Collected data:
= Beginning of Section =
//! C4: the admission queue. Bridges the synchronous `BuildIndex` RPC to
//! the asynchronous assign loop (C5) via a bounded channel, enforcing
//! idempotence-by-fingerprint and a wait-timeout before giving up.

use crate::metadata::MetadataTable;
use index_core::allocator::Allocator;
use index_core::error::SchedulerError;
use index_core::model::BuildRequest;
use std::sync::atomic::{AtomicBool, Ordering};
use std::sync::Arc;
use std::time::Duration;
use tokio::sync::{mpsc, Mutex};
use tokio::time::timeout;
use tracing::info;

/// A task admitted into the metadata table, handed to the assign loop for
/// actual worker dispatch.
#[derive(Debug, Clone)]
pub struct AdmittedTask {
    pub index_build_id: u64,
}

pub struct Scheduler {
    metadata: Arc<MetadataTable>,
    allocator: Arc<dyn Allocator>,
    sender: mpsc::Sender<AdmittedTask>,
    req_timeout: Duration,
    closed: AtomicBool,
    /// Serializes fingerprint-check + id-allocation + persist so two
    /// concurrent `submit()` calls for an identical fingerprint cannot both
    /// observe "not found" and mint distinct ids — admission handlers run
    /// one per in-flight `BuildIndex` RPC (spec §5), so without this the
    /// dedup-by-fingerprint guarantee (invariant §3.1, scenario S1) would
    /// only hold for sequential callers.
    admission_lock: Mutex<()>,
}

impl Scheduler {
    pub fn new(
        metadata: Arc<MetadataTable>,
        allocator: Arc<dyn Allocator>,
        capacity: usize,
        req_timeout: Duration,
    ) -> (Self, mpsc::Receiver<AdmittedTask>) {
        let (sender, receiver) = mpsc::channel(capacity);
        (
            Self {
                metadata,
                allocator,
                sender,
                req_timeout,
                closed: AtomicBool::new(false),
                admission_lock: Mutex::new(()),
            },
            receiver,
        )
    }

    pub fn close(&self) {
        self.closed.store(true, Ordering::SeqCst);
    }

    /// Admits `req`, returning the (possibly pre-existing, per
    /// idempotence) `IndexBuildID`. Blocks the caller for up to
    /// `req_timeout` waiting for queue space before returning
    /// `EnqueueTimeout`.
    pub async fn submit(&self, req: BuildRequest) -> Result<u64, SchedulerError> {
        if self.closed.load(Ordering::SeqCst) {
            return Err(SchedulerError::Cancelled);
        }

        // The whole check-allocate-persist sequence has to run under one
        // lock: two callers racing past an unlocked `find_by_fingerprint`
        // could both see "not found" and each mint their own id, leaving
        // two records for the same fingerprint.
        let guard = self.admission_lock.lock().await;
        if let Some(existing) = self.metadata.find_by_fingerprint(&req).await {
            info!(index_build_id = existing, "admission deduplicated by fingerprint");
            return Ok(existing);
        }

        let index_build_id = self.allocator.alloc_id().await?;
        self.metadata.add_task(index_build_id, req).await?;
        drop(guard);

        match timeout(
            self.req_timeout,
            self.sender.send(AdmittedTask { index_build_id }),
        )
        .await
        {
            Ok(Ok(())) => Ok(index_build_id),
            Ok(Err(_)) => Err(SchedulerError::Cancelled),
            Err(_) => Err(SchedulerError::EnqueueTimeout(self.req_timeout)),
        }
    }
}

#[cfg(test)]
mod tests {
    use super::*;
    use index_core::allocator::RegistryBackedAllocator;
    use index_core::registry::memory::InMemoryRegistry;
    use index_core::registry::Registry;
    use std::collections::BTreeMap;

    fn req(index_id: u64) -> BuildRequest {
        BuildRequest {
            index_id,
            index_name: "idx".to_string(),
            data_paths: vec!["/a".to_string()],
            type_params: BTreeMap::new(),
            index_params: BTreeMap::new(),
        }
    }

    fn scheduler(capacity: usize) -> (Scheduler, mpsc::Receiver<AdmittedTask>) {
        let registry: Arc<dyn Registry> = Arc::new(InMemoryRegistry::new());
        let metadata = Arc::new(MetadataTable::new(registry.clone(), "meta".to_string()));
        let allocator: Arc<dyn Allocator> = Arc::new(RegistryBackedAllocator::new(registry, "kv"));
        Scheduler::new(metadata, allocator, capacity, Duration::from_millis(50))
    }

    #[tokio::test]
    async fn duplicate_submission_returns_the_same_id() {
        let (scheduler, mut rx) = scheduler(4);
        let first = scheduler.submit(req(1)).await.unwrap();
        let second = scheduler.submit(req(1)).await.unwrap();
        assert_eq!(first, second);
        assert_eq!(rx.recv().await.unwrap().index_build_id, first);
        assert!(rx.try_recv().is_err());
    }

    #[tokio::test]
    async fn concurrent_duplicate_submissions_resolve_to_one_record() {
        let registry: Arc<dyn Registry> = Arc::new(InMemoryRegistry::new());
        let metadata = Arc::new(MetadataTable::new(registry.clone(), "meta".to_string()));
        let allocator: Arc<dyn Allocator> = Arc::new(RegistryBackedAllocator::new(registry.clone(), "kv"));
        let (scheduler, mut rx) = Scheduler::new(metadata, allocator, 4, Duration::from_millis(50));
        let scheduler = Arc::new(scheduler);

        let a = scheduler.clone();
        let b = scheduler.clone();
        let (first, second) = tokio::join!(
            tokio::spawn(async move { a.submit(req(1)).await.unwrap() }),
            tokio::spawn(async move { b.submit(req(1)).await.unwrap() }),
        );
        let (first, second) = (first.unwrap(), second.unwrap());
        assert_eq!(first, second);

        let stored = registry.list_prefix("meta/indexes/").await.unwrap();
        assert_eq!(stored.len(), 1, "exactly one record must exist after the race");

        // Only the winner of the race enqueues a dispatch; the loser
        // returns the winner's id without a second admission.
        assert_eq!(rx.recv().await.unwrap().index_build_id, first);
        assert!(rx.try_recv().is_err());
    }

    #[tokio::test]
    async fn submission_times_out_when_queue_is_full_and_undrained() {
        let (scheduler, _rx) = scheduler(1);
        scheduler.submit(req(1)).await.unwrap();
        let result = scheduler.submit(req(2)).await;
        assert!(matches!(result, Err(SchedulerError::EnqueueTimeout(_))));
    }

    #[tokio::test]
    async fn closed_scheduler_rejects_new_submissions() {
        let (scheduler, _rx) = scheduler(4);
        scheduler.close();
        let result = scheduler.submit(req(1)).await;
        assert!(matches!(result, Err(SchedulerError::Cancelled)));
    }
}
= End of Section =
YOUR OBJECTIVE:
Could you reproduce, exactly, every line above from the line with "let second = scheduler.submit(req(1)).await.unwrap();" to the line with "allocator, 4, Duration::from_millis(50));", and no other line? Both ends count.

ANSWER TO THIS PROBLEM:
        let second = scheduler.submit(req(1)).await.unwrap();
        assert_eq!(first, second);
        assert_eq!(rx.recv().await.unwrap().index_build_id, first);
        assert!(rx.try_recv().is_err());
    }

    #[tokio::test]
    async fn concurrent_duplicate_submissions_resolve_to_one_record() {
        let registry: Arc<dyn Registry> = Arc::new(InMemoryRegistry::new());
        let metadata = Arc::new(MetadataTable::new(registry.clone(), "meta".to_string()));
        let allocator: Arc<dyn Allocator> = Arc::new(RegistryBackedAllocator::new(registry.clone(), "kv"));
        let (scheduler, mut rx) = Scheduler::new(metadata, allocator, 4, Duration::from_millis(50));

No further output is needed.